Thanks for fixing the hasRole()!

This is not an issue, more like a little enhancement. I added a function to vendor/mainick/keycloak-client-bundle/src/Provider/KeycloakClient.php in order to get a Code Grant authentication (via authorization_code):

	public function authenticateCodegrant(): ?AccessTokenInterface
    {
        try {
            if (!isset($_GET['code'])) {
                // If we don't have an authorization code then get one
                $authUrl = $this->keycloakProvider->getAuthorizationUrl();
                $_SESSION['oauth2state'] = $this->keycloakProvider->getState();
                header('Location: '.$authUrl);
                exit;

            // Check given state against previously stored one to mitigate CSRF attack
            } elseif (empty($_GET['state']) || ($_GET['state'] !== $_SESSION['oauth2state'])) {
                unset($_SESSION['oauth2state']);
                exit('Invalid state, make sure HTTP sessions are enabled.');
            } else {
                // Try to get an access token (using the authorization code grant)
                try {
                    $token = $this->keycloakProvider->getAccessToken('authorization_code', [
                        'code' => $_GET['code']
                    ]);
                } catch (Exception $e) {
                    exit('Failed to get access token: '.$e->getMessage());
                }
            }
            $accessToken = new AccessToken();
            $accessToken->setToken($token->getToken())
                ->setExpires($token->getExpires())
                ->setRefreshToken($token->getRefreshToken())
                ->setValues($token->getValues());

            $this->keycloakClientLogger->info('KeycloakClient::authenticateCodegrant', [
                'token' => $accessToken->getToken(),
                'expires' => $accessToken->getExpires(),
                'refresh_token' => $accessToken->getRefreshToken(),
            ]);

            return $accessToken;
        }
        catch (\Exception $e) {
            $this->keycloakClientLogger->error('KeycloakClient::authenticateCodegrant', [
                'error' => $e->getMessage(),
            ]);

            return null;
        }
    }

The function can be called just like the authenticate() but without user and password.
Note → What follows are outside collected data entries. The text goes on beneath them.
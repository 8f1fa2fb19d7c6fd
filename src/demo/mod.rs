//! Generic demo harness: visualizer output plus optional documentation.
//!
//! A [`MachineDemo`] composes the visualizer with optional title,
//! description and machine-source text, for any machine and without
//! machine-specific branching. [`DemoSession`] pairs a demo with a running
//! interpreter so callers get a `dispatch`/`render` surface directly.

use crate::definition::MachineDefinition;
use crate::engine::{Interpreter, MachineSnapshot};
use crate::visualizer::visualize;
use std::fmt::Write as _;

/// Presentation wrapper around the visualizer.
///
/// Every field is optional; a default demo renders only the visualizer
/// section.
///
/// # Example
///
/// ```rust
/// use statescope::demo::MachineDemo;
///
/// let demo = MachineDemo::new()
///     .title("Toggle Machine")
///     .description("A simple on/off toggle demonstrating basic transitions.");
///
/// // No snapshot yet: still renders, with a placeholder state.
/// let text = demo.render(None);
/// assert!(text.contains("Toggle Machine"));
/// assert!(text.contains("(no machine)"));
/// ```
#[derive(Clone, Debug, Default)]
pub struct MachineDemo {
    title: Option<String>,
    description: Option<String>,
    source: Option<String>,
}

impl MachineDemo {
    pub fn new() -> Self {
        MachineDemo::default()
    }

    /// Set the display title.
    pub fn title(mut self, title: impl Into<String>) -> Self {
        self.title = Some(title.into());
        self
    }

    /// Set the descriptive text shown under the title.
    pub fn description(mut self, description: impl Into<String>) -> Self {
        self.description = Some(description.into());
        self
    }

    /// Attach a literal text block of the machine's definition, shown as a
    /// reference section after the visualizer.
    pub fn source_listing(mut self, source: impl Into<String>) -> Self {
        self.source = Some(source.into());
        self
    }

    /// Render the demo for a snapshot, absent or live.
    pub fn render(&self, snapshot: Option<&dyn MachineSnapshot>) -> String {
        let mut out = String::new();

        if let Some(title) = &self.title {
            let _ = writeln!(out, "== {title} ==");
            let _ = writeln!(out);
        }
        if let Some(description) = &self.description {
            let _ = writeln!(out, "{description}");
            let _ = writeln!(out);
        }

        out.push_str(&visualize(snapshot).render());

        if let Some(source) = &self.source {
            let _ = writeln!(out);
            let _ = writeln!(out, "Machine Definition");
            for line in source.lines() {
                let _ = writeln!(out, "  {line}");
            }
        }

        out
    }
}

/// A demo bound to a running interpreter instance.
pub struct DemoSession {
    demo: MachineDemo,
    instance: Interpreter,
}

impl DemoSession {
    /// Start a session for a definition with a default (undecorated) demo.
    pub fn new(definition: MachineDefinition) -> Self {
        Self::with_demo(definition, MachineDemo::new())
    }

    /// Start a session with a configured demo.
    pub fn with_demo(definition: MachineDefinition, demo: MachineDemo) -> Self {
        DemoSession {
            demo,
            instance: Interpreter::new(definition),
        }
    }

    /// Forward an event to the engine. No pre-validation beyond the
    /// triggers already surfaced by the visualizer; unknown events are the
    /// engine's no-op.
    pub fn dispatch(&mut self, event: &str) -> bool {
        self.instance.send(event)
    }

    /// Render the demo against the current snapshot.
    pub fn render(&self) -> String {
        self.demo.render(Some(&self.instance))
    }

    /// Read-only view of the running instance.
    pub fn snapshot(&self) -> &impl MachineSnapshot {
        &self.instance
    }
}

#[cfg(test)]
mod tests {
    use super::*;
    use crate::definition::MachineBuilder;

    fn toggle() -> MachineDefinition {
        MachineBuilder::new("toggle")
            .initial("inactive")
            .on("inactive", "TOGGLE", "active")
            .on("active", "TOGGLE", "inactive")
            .build()
            .unwrap()
    }

    #[test]
    fn bare_demo_renders_visualizer_only() {
        let mut session = DemoSession::new(toggle());

        let rendered = session.render();
        assert!(rendered.contains("Current State"));
        assert!(rendered.contains("inactive"));
        assert!(!rendered.contains("=="));
        assert!(!rendered.contains("Machine Definition"));

        // And stays valid across a dispatch.
        assert!(session.dispatch("TOGGLE"));
        assert!(session.render().contains("active"));
    }

    #[test]
    fn optional_sections_render_when_present() {
        let demo = MachineDemo::new()
            .title("Toggle Machine")
            .description("Switches between inactive and active.")
            .source_listing("inactive --TOGGLE--> active\nactive --TOGGLE--> inactive");
        let session = DemoSession::with_demo(toggle(), demo);

        let rendered = session.render();
        assert!(rendered.contains("== Toggle Machine =="));
        assert!(rendered.contains("Switches between inactive and active."));
        assert!(rendered.contains("Machine Definition"));
        assert!(rendered.contains("  inactive --TOGGLE--> active"));
    }

    #[test]
    fn demo_tolerates_absent_snapshot() {
        let demo = MachineDemo::new().title("Pending");
        let rendered = demo.render(None);

        assert!(rendered.contains("== Pending =="));
        assert!(rendered.contains("(no machine)"));
        assert!(!rendered.contains("Available Events"));
    }

    #[test]
    fn dispatch_of_unlisted_event_is_soft() {
        let mut session = DemoSession::new(toggle());
        assert!(!session.dispatch("NO_SUCH_EVENT"));
        assert!(session.render().contains("inactive"));
    }

    #[test]
    fn events_surface_through_the_render() {
        let session = DemoSession::new(toggle());
        assert!(session.render().contains("[TOGGLE]"));
    }

    #[test]
    fn snapshot_exposes_the_read_only_view() {
        let mut session = DemoSession::new(toggle());
        session.dispatch("TOGGLE");
        assert_eq!(session.snapshot().value().to_string(), "active");
    }
}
Login is then handled directly from Keycloak:
$iamToken = $this->iamClient->authenticateCodegrant();

I'm sorry but I do not know PHPUnit, I tried to get this new function to pass the tests but I couldn't make it happen. According to your policy the test must be passed before sending a PR, so I'm posting it here hoping you find this function useful.

[mainick]

Hi @stefanomarty

Thanks for your contribution!

I close this issue because exists already an issue for to allow sso authentication via Keycloak #7 .
I’m working at this functionality, I’m allowing the integration with the Symfony Security Component.